### PROBLEM REQUIREMENTS
State, as a number alone, how many lines of the entries contain the word "every".

Stored data entries
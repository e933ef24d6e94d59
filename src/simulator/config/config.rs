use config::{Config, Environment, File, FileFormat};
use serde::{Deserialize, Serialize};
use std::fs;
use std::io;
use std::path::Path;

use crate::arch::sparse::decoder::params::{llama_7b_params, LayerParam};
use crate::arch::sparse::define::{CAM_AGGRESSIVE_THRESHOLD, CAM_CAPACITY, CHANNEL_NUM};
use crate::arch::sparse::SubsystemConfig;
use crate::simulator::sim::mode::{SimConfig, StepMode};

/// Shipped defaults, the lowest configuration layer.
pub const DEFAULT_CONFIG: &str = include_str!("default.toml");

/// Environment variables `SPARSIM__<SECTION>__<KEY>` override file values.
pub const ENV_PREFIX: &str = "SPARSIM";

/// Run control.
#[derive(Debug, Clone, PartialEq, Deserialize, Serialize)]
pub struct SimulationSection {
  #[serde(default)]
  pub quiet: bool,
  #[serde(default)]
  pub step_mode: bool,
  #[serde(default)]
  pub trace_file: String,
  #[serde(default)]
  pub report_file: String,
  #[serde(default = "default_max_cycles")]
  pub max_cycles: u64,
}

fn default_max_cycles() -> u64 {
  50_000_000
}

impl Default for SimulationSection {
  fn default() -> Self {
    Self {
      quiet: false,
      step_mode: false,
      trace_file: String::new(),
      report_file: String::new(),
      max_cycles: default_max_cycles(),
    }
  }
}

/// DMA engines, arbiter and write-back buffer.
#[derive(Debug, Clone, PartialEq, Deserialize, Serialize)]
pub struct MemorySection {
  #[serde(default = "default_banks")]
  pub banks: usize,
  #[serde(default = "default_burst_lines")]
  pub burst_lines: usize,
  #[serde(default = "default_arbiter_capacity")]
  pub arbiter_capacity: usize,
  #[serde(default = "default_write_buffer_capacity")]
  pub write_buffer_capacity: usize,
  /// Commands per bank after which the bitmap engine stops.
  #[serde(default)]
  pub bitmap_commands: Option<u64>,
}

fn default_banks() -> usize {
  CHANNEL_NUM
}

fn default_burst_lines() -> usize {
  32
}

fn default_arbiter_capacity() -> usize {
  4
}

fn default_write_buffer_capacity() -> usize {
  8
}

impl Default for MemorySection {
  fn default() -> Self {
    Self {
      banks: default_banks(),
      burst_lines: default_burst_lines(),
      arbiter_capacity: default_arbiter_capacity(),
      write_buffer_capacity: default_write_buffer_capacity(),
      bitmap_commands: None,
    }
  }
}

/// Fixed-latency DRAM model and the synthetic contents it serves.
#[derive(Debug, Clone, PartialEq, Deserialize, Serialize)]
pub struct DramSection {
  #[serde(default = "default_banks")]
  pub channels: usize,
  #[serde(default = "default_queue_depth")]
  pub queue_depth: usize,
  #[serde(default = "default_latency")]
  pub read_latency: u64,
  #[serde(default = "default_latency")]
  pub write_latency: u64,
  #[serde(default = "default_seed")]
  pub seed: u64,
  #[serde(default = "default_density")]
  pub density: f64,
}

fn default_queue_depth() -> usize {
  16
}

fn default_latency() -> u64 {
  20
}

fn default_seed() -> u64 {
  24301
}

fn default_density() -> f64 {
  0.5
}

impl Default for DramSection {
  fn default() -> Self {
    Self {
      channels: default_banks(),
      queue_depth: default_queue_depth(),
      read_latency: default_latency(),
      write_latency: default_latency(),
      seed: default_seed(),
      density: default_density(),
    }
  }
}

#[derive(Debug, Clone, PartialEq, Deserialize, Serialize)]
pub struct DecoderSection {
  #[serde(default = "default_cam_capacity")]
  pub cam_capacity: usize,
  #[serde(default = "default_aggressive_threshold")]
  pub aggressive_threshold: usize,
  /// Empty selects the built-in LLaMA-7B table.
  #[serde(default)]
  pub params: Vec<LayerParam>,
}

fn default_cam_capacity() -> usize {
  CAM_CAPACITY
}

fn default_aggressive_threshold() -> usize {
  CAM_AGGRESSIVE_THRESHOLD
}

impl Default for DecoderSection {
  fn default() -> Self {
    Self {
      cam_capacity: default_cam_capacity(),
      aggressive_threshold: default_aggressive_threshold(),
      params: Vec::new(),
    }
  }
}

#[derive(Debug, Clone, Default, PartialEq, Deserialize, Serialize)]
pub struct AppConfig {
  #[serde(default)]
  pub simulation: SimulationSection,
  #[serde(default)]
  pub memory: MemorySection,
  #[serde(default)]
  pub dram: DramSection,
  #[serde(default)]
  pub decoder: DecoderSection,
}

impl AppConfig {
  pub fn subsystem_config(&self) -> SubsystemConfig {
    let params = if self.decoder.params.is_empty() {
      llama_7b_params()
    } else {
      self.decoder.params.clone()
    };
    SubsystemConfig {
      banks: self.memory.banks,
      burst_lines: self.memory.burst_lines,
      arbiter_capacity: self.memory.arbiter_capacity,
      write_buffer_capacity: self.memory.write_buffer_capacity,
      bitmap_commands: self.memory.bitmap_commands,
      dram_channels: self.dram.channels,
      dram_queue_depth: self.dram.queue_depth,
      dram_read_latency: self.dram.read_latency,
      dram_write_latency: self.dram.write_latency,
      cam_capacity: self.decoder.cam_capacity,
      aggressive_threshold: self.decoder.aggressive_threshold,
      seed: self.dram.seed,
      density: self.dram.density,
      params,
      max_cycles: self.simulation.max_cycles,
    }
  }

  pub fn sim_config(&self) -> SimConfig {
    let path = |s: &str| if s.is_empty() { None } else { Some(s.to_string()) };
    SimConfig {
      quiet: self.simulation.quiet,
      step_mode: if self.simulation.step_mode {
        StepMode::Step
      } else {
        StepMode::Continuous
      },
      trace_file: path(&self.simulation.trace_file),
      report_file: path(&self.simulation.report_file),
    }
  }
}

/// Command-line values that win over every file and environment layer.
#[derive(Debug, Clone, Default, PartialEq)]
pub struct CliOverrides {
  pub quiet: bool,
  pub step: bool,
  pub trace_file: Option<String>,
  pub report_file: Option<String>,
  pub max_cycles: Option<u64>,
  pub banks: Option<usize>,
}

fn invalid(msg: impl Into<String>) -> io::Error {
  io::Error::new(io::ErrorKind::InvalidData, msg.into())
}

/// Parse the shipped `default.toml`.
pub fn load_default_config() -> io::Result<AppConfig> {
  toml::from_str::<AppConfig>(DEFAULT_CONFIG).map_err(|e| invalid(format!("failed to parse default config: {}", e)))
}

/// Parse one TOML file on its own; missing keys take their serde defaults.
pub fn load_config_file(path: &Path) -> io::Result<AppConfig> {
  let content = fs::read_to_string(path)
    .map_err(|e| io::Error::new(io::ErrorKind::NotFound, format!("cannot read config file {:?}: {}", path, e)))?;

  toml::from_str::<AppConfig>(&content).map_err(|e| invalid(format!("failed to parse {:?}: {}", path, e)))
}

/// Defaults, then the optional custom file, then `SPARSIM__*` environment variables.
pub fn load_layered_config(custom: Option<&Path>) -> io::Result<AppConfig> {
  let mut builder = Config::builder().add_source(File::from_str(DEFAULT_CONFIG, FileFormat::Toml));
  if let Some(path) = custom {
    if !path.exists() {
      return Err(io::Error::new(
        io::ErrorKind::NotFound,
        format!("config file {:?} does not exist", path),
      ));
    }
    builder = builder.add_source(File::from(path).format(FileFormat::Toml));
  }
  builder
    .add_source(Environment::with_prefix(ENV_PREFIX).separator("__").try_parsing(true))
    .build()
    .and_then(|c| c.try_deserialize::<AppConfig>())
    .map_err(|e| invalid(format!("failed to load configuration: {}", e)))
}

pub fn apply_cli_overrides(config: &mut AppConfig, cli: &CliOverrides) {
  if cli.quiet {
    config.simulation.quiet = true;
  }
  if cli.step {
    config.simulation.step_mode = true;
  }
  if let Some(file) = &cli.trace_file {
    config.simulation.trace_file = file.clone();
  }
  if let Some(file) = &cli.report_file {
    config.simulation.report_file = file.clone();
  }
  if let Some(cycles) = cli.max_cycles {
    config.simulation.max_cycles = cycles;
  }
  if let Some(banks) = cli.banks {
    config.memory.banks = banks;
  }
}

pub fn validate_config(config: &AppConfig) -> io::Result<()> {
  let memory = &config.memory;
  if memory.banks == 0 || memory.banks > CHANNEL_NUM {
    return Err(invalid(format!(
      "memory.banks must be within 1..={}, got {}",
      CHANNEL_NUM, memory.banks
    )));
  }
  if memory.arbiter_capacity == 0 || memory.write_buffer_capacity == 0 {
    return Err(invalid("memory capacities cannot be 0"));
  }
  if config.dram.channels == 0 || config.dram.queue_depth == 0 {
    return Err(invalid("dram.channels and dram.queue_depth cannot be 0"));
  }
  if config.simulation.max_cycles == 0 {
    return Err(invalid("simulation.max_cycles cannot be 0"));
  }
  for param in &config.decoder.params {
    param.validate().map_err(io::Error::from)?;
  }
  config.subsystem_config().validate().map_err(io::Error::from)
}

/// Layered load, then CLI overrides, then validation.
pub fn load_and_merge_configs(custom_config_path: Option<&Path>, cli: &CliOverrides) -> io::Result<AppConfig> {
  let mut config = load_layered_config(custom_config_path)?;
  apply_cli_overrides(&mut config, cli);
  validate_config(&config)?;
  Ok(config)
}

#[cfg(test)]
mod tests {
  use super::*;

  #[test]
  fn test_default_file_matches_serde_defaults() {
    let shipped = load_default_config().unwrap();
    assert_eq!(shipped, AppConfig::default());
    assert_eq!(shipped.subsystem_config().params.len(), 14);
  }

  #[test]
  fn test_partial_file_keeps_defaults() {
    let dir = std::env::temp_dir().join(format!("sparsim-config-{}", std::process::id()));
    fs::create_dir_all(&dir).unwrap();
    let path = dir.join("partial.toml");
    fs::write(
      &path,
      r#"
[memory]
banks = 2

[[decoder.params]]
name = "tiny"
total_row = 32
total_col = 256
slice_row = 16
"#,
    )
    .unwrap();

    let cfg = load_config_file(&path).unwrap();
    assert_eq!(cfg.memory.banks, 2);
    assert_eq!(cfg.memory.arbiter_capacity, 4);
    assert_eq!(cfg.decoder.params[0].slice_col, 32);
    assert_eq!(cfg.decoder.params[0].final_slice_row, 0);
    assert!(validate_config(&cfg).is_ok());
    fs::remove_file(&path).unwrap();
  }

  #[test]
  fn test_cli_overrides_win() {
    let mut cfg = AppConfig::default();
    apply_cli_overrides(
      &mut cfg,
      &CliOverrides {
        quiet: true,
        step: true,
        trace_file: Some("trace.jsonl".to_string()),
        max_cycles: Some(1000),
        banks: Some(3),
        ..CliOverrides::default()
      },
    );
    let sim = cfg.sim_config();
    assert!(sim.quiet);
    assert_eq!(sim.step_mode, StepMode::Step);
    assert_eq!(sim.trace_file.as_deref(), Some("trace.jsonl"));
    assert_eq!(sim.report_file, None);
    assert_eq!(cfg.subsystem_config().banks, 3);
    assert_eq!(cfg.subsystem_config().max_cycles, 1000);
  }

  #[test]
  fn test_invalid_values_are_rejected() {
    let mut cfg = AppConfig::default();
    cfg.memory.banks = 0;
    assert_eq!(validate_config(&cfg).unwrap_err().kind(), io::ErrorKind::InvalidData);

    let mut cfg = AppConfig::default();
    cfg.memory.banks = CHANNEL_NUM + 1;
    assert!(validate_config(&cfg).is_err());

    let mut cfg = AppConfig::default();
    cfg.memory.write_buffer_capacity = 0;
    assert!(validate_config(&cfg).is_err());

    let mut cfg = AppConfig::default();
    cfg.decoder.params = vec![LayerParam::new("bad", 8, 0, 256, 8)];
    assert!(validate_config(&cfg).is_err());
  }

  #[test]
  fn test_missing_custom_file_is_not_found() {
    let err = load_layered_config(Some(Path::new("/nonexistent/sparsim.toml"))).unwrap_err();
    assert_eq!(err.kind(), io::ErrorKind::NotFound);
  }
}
---
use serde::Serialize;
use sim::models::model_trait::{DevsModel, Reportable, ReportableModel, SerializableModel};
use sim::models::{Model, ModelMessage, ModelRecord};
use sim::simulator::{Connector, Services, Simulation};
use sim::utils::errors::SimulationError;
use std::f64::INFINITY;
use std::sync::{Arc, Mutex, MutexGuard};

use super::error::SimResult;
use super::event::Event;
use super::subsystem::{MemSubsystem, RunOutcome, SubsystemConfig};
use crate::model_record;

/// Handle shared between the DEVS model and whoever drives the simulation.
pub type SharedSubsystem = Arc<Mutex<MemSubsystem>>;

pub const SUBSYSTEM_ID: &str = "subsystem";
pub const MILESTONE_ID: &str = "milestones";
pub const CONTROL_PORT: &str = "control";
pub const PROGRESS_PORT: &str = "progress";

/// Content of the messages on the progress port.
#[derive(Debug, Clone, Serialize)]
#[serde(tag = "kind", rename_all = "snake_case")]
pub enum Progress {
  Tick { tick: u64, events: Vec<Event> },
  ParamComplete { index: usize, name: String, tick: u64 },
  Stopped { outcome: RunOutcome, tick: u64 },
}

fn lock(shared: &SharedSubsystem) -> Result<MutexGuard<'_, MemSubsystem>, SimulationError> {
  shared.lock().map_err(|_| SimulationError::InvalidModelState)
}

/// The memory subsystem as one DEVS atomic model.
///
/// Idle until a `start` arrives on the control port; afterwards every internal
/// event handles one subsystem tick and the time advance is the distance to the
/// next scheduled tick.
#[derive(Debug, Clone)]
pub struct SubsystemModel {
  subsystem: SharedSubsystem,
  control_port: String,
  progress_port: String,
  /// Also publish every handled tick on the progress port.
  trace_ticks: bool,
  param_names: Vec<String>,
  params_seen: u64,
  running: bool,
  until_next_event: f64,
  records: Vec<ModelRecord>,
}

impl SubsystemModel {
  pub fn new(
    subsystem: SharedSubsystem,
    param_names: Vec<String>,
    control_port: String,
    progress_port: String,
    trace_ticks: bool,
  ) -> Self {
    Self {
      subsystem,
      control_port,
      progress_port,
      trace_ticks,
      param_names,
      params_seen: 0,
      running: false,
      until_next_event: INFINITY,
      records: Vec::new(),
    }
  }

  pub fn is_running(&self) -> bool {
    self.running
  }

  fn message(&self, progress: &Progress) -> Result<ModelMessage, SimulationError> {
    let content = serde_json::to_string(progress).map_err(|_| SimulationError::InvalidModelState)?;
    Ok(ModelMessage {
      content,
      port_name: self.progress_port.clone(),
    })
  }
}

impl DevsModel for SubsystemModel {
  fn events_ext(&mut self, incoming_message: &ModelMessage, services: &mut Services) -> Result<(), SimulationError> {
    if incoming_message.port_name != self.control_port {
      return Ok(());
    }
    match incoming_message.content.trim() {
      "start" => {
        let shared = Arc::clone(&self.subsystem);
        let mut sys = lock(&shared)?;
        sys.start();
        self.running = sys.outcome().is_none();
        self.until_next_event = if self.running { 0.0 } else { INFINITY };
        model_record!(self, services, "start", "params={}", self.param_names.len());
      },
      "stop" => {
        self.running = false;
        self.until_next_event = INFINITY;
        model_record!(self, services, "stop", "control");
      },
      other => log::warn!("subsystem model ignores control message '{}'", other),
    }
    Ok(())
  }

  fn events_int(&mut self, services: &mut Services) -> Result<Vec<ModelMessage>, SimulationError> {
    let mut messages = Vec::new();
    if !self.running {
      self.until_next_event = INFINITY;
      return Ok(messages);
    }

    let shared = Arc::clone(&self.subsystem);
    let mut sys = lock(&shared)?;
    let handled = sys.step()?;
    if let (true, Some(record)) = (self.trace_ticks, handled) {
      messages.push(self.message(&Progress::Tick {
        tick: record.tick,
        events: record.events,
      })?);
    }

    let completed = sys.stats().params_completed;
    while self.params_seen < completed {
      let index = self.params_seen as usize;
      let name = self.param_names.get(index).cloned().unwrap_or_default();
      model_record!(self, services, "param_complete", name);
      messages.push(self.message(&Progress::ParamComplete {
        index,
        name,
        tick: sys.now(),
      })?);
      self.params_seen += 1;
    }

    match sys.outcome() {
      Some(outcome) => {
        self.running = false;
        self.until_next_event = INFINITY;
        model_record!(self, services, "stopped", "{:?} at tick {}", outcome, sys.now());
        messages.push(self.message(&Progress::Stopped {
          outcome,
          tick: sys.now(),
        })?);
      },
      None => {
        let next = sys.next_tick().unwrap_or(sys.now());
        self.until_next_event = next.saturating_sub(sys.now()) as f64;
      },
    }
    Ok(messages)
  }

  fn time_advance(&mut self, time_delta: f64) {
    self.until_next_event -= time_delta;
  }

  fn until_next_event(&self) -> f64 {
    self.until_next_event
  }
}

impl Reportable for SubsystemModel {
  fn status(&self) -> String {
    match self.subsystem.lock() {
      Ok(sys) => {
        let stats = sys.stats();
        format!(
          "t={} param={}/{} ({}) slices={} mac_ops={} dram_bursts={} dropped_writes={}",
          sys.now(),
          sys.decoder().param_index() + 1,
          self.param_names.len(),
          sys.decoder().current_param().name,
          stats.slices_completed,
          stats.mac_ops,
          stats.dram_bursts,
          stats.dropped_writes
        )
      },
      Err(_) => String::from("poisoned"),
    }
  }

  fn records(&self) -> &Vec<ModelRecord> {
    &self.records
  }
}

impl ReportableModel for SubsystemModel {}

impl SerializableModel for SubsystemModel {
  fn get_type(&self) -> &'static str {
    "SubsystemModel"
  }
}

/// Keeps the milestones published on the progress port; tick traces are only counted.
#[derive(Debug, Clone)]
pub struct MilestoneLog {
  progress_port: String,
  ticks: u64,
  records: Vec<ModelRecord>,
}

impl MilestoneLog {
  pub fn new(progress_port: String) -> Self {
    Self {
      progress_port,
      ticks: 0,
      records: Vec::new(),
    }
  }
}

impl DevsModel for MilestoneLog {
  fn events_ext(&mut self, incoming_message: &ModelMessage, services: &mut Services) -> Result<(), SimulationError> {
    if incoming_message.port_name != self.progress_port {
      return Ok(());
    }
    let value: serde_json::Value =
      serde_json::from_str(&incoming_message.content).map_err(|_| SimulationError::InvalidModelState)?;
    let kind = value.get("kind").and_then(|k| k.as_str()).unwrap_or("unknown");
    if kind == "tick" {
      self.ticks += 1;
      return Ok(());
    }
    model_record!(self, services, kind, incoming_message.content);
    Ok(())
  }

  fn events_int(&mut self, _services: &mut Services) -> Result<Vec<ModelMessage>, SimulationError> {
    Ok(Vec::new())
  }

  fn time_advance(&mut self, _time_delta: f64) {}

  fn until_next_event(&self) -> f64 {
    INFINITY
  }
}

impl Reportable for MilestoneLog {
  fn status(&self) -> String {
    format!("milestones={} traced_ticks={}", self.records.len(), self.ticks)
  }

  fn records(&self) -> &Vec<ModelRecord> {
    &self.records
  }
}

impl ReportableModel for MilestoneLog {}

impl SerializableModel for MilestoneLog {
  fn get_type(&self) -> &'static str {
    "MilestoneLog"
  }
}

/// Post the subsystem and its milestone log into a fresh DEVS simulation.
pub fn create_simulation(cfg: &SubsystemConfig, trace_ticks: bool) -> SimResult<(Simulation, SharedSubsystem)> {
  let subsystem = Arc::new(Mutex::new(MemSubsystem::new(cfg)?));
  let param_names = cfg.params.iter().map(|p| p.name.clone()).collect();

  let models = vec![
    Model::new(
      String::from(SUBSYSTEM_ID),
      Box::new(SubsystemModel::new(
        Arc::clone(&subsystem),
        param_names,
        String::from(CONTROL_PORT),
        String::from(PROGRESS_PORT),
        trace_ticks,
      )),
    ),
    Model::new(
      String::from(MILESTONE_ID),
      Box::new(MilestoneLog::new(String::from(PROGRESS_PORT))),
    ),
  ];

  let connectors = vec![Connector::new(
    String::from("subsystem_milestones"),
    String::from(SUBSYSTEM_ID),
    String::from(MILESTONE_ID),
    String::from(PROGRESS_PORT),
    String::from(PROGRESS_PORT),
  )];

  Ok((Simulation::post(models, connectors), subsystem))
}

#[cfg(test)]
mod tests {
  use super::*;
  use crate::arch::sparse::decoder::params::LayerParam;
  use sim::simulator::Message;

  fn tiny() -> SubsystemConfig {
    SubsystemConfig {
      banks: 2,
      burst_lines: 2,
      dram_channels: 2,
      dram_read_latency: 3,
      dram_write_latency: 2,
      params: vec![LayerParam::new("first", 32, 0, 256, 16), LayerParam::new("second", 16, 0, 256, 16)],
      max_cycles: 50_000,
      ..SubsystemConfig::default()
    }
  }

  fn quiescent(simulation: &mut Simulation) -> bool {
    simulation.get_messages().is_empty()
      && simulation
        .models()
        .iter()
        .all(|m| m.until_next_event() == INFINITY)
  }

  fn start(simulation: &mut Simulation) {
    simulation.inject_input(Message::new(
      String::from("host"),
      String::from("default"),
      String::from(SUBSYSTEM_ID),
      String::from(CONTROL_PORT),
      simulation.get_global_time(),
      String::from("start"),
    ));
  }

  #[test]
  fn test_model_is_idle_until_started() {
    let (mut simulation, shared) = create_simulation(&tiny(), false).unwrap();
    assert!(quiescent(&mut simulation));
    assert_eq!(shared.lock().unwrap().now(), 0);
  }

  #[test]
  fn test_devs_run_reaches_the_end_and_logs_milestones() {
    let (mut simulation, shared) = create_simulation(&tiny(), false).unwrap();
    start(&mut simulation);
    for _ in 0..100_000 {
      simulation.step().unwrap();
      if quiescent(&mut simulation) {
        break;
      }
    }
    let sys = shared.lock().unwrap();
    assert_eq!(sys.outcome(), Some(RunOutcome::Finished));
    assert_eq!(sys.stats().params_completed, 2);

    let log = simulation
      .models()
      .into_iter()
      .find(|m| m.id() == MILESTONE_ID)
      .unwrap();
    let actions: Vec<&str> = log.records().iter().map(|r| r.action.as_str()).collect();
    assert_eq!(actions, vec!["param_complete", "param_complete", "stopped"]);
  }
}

### SOLUTION
3